木下氏が「とてもアットホームだった」とコメントしたこのイベント。普段はフォルクスワーゲン グループ ジャパン本社に勤務する社員が、この日はイベントスタッフとして対応していたこともその理由のひとつだろう。誘導スタッフをはじめ、施設巡りのツアーも、そこに勤務するスタッフ自らが仕事に対する誇りと愛情をもってガイドしてくれた。イベントに参加したファンにとっても、フォルクスワーゲンを愛する同好の士としての「VW愛」を感じることで、よりブランドが身近になり好きになるという好循環が生まれたのではなかろうか。

昨年フォルクスワーゲン ジャパンのブランドディレクターに就任したマーティン・ザーゲ氏が会場で積極的に参加者とコミュニケーションを取る姿が見られたのも印象的だった。自身もGTIに乗っていたことがあるというザーゲ氏は、イベントのフィナーレで「車を愛する方々と直接お話しする中で、GTI は単なる名前ではなく、感動やパフォーマンス、そして人と人をつなぐ特別な存在なんだと改めて実感した1日でした」とコメント。「規模の大きなブランドだからこそ、カスタマーの声を直接聞くことが大切なのです」とザーゲ氏は本誌に語ってくれた。
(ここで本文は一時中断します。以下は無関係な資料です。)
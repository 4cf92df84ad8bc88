//! Configuration management for llmsh.
//!
//! Loads configuration from ${LLMSH_HOME}/config.toml with sensible defaults.

use std::fs;
use std::path::{Path, PathBuf};
use std::time::Duration;

use anyhow::{Context, Result};
use serde::{Deserialize, Serialize};

/// Returns the default config template with comments.
///
/// Embedded from default_config.toml at compile time.
fn default_config_template() -> &'static str {
    include_str!("../default_config.toml")
}

pub mod paths {
    //! LLMSH_HOME resolution order:
    //! 1. LLMSH_HOME environment variable (if set)
    //! 2. ~/.config/llmsh (default)
    //! 3. ./.llmsh when no home directory can be determined

    use std::path::PathBuf;

    /// Returns the llmsh home directory.
    pub fn llmsh_home() -> PathBuf {
        if let Ok(home) = std::env::var("LLMSH_HOME")
            && !home.trim().is_empty()
        {
            return PathBuf::from(home);
        }

        dirs::home_dir().map_or_else(
            || PathBuf::from(".llmsh"),
            |h| h.join(".config").join("llmsh"),
        )
    }

    /// Returns the path to the config.toml file.
    pub fn config_path() -> PathBuf {
        llmsh_home().join("config.toml")
    }

    /// Returns the default conversation history file.
    pub fn history_path() -> PathBuf {
        llmsh_home().join("chat_history.json")
    }

    /// Returns the directory for rotated log files.
    pub fn logs_dir() -> PathBuf {
        llmsh_home().join("logs")
    }
}

/// Launch and supervision settings for the local inference server.
#[derive(Debug, Clone, PartialEq, Serialize, Deserialize)]
#[serde(default)]
pub struct ServerConfig {
    /// Server executable: a path, or a bare name resolved against `PATH`.
    pub executable: PathBuf,
    /// GGUF model file passed as `-m`.
    pub model_path: PathBuf,
    pub host: String,
    pub port: u16,
    /// Context window size in tokens (`-c`).
    pub context_size: u32,
    /// Layers offloaded to the GPU (`-ngl`).
    pub gpu_layers: u32,
    pub readiness_timeout_secs: u64,
    pub shutdown_grace_secs: u64,
}

impl ServerConfig {
    pub const DEFAULT_EXECUTABLE: &'static str = "llama-server";
    pub const DEFAULT_HOST: &'static str = "127.0.0.1";
    pub const DEFAULT_PORT: u16 = 8080;
    pub const DEFAULT_CONTEXT_SIZE: u32 = 2048;
    pub const DEFAULT_READINESS_TIMEOUT_SECS: u64 = 60;
    pub const DEFAULT_SHUTDOWN_GRACE_SECS: u64 = 5;

    /// Base URL of the server's HTTP API, without a trailing slash.
    pub fn base_url(&self) -> String {
        format!("http://{}:{}", self.host, self.port)
    }

    pub fn readiness_timeout(&self) -> Duration {
        Duration::from_secs(self.readiness_timeout_secs)
    }

    pub fn shutdown_grace(&self) -> Duration {
        Duration::from_secs(self.shutdown_grace_secs)
    }
}

impl Default for ServerConfig {
    fn default() -> Self {
        Self {
            executable: PathBuf::from(Self::DEFAULT_EXECUTABLE),
            model_path: PathBuf::new(),
            host: Self::DEFAULT_HOST.to_string(),
            port: Self::DEFAULT_PORT,
            context_size: Self::DEFAULT_CONTEXT_SIZE,
            gpu_layers: 0,
            readiness_timeout_secs: Self::DEFAULT_READINESS_TIMEOUT_SECS,
            shutdown_grace_secs: Self::DEFAULT_SHUTDOWN_GRACE_SECS,
        }
    }
}

/// Per-request sampling settings for chat completions.
#[derive(Debug, Clone, Copy, PartialEq, Serialize, Deserialize)]
#[serde(default)]
pub struct RequestConfig {
    pub temperature: f32,
    pub max_tokens: u32,
    /// Stream the reply as server-sent events instead of one JSON body.
    pub stream: bool,
}

impl RequestConfig {
    pub const DEFAULT_TEMPERATURE: f32 = 0.7;
    pub const DEFAULT_MAX_TOKENS: u32 = 512;
}

impl Default for RequestConfig {
    fn default() -> Self {
        Self {
            temperature: Self::DEFAULT_TEMPERATURE,
            max_tokens: Self::DEFAULT_MAX_TOKENS,
            stream: true,
        }
    }
}

/// Top-level llmsh configuration.
#[derive(Debug, Clone, Default, PartialEq, Serialize, Deserialize)]
#[serde(default)]
pub struct Config {
    /// Optional system prompt override
    pub system_prompt: Option<String>,

    /// Also write logs to a daily-rotated file under the logs directory
    pub log_to_file: bool,

    pub server: ServerConfig,

    pub request: RequestConfig,
}

impl Config {
    /// Loads configuration from the default path.
    ///
    /// # Errors
    /// Returns an error if the file exists but cannot be read or parsed.
    pub fn load() -> Result<Self> {
        Self::load_from(&paths::config_path())
    }

    /// Loads configuration from a specific path.
    /// Returns defaults if file doesn't exist.
    ///
    /// # Errors
    /// Returns an error if the file exists but cannot be read or parsed.
    pub fn load_from(path: &Path) -> Result<Self> {
        if path.exists() {
            let contents = fs::read_to_string(path)
                .with_context(|| format!("Failed to read config from {}", path.display()))?;
            toml::from_str(&contents)
                .with_context(|| format!("Failed to parse config from {}", path.display()))
        } else {
            Ok(Config::default())
        }
    }

    /// Writes the commented default config to `path`.
    ///
    /// # Errors
    /// Fails if the file already exists or cannot be written.
    pub fn init(path: &Path) -> Result<()> {
        if path.exists() {
            anyhow::bail!("Config file already exists at {}", path.display());
        }

        if let Some(parent) = path.parent() {
            fs::create_dir_all(parent)
                .with_context(|| format!("Failed to create {}", parent.display()))?;
        }
        fs::write(path, default_config_template())
            .with_context(|| format!("Failed to write config to {}", path.display()))
    }
}

#[cfg(test)]
mod tests {
    use tempfile::TempDir;

    use super::*;

    #[test]
    fn test_missing_file_yields_defaults() {
        let dir = TempDir::new().unwrap();
        let config = Config::load_from(&dir.path().join("nope.toml")).unwrap();
        assert_eq!(config, Config::default());
        assert_eq!(config.server.base_url(), "http://127.0.0.1:8080");
        assert_eq!(config.request.max_tokens, 512);
        assert!((config.request.temperature - 0.7).abs() < f32::EPSILON);
        assert!(config.request.stream);
    }

    #[test]
    fn test_partial_file_keeps_other_defaults() {
        let dir = TempDir::new().unwrap();
        let path = dir.path().join("config.toml");
        fs::write(
            &path,
            "[server]\nport = 9090\nmodel_path = \"/models/qwen.gguf\"\n\n[request]\nstream = false\n",
        )
        .unwrap();

        let config = Config::load_from(&path).unwrap();
        assert_eq!(config.server.port, 9090);
        assert_eq!(config.server.model_path, PathBuf::from("/models/qwen.gguf"));
        assert_eq!(config.server.host, "127.0.0.1");
        assert_eq!(config.server.shutdown_grace(), Duration::from_secs(5));
        assert!(!config.request.stream);
        assert_eq!(config.request.max_tokens, 512);
    }

    #[test]
    fn test_invalid_file_reports_path() {
        let dir = TempDir::new().unwrap();
        let path = dir.path().join("config.toml");
        fs::write(&path, "[server\nport = ").unwrap();

        let err = Config::load_from(&path).unwrap_err();
        assert!(format!("{err:#}").contains("config.toml"));
    }

    #[test]
    fn test_default_template_parses_to_defaults() {
        let parsed: Config = toml::from_str(default_config_template()).unwrap();
        assert_eq!(parsed, Config::default());
    }

    #[test]
    fn test_init_refuses_to_overwrite() {
        let dir = TempDir::new().unwrap();
        let path = dir.path().join("nested").join("config.toml");

        Config::init(&path).unwrap();
        assert!(path.exists());

        let err = Config::init(&path).unwrap_err();
        assert!(err.to_string().contains("already exists"));
    }
}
ご存じの通り「フォルクスワーゲン」とは「大衆のための車」を意味する。GTIも、スーパーカーではなく「誰もが手が届く高性能スポーツカー」として人気を博している。日常で使える実用性をもちながら、ワクワクできるスポーツカーとして、これからもその独自のポジションでファンを魅了し続けてほしい。